* _Task details_: What lines in the records below contain the string "display"? Copy every one.

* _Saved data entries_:
──────

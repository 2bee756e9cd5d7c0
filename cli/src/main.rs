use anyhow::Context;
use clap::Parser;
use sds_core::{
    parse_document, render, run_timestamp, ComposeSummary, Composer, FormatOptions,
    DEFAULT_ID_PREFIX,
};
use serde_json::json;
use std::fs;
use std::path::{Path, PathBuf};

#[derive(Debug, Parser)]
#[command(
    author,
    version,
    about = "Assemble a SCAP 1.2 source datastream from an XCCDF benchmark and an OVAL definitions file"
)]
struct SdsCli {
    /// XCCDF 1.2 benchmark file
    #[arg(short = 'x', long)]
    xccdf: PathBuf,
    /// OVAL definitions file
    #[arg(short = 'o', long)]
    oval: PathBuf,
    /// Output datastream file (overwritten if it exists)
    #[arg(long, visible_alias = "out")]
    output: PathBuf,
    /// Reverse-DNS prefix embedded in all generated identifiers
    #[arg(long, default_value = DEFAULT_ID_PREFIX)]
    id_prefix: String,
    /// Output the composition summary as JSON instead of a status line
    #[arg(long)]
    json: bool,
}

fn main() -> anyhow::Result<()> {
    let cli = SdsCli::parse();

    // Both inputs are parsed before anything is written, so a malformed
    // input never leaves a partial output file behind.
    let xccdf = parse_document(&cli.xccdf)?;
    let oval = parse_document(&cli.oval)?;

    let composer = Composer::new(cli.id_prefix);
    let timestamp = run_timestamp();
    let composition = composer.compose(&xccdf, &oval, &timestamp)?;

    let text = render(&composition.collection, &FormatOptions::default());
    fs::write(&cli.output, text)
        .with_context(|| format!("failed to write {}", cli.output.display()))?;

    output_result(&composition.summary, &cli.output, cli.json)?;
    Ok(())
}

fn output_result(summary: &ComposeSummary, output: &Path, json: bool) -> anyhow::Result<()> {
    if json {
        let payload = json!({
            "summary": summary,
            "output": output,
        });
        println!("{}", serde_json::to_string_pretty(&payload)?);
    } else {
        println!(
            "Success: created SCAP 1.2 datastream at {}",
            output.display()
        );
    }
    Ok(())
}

──────

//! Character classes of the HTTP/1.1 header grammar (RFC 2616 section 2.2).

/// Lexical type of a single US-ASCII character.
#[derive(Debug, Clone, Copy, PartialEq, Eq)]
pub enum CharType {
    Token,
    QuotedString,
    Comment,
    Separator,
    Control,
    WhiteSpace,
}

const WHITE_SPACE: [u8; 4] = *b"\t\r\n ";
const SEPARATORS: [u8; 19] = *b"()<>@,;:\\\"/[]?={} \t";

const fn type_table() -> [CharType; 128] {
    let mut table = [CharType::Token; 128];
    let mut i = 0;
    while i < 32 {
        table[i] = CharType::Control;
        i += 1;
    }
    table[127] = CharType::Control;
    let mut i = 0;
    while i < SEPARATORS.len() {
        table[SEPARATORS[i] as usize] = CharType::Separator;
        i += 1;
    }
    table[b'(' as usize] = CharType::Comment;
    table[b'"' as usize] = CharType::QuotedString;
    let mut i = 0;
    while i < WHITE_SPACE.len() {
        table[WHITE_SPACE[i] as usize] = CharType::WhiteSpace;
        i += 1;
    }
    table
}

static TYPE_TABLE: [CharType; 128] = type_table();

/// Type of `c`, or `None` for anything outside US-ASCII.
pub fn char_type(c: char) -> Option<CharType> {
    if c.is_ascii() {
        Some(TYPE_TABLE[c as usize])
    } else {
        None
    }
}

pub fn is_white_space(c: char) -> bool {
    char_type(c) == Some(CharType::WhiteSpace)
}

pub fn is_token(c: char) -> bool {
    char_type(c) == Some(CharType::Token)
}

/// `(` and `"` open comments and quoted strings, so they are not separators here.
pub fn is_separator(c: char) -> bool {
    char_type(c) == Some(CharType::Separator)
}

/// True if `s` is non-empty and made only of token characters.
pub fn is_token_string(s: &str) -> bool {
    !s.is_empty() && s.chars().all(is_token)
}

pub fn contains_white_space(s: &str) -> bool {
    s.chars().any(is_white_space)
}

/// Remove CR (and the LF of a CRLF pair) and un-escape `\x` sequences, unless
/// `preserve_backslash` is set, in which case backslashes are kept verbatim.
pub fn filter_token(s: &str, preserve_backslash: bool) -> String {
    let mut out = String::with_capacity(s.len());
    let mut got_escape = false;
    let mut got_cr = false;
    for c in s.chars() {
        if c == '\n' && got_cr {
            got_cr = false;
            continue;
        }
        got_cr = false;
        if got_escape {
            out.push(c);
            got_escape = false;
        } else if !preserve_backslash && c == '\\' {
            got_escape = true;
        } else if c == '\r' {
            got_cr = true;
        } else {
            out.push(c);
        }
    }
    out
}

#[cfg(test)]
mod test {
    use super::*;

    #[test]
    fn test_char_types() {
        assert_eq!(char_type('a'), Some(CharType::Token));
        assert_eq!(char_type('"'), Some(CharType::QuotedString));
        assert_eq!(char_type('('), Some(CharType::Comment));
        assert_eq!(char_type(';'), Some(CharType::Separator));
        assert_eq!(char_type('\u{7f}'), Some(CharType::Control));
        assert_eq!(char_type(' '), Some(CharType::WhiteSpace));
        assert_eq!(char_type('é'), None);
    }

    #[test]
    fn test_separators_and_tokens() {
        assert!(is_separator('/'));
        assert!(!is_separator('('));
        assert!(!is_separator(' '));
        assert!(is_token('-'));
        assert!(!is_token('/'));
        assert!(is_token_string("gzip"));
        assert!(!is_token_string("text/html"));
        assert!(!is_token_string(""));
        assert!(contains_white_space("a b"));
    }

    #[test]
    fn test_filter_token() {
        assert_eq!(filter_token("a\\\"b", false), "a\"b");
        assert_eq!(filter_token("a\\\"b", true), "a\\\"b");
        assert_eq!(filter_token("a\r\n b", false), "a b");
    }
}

──────

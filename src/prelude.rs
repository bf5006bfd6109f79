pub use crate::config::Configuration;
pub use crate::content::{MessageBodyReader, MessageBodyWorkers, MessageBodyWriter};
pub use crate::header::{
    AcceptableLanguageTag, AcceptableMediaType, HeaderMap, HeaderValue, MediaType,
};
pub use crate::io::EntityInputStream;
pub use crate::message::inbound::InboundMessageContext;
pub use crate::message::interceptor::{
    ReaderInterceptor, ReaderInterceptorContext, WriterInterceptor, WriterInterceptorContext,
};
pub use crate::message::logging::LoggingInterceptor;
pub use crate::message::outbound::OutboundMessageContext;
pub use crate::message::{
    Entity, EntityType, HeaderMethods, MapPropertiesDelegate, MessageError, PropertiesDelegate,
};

──────

* _Response area_:
        .with_context(|| format!("failed to write {}", cli.output.display()))?;
            output.display()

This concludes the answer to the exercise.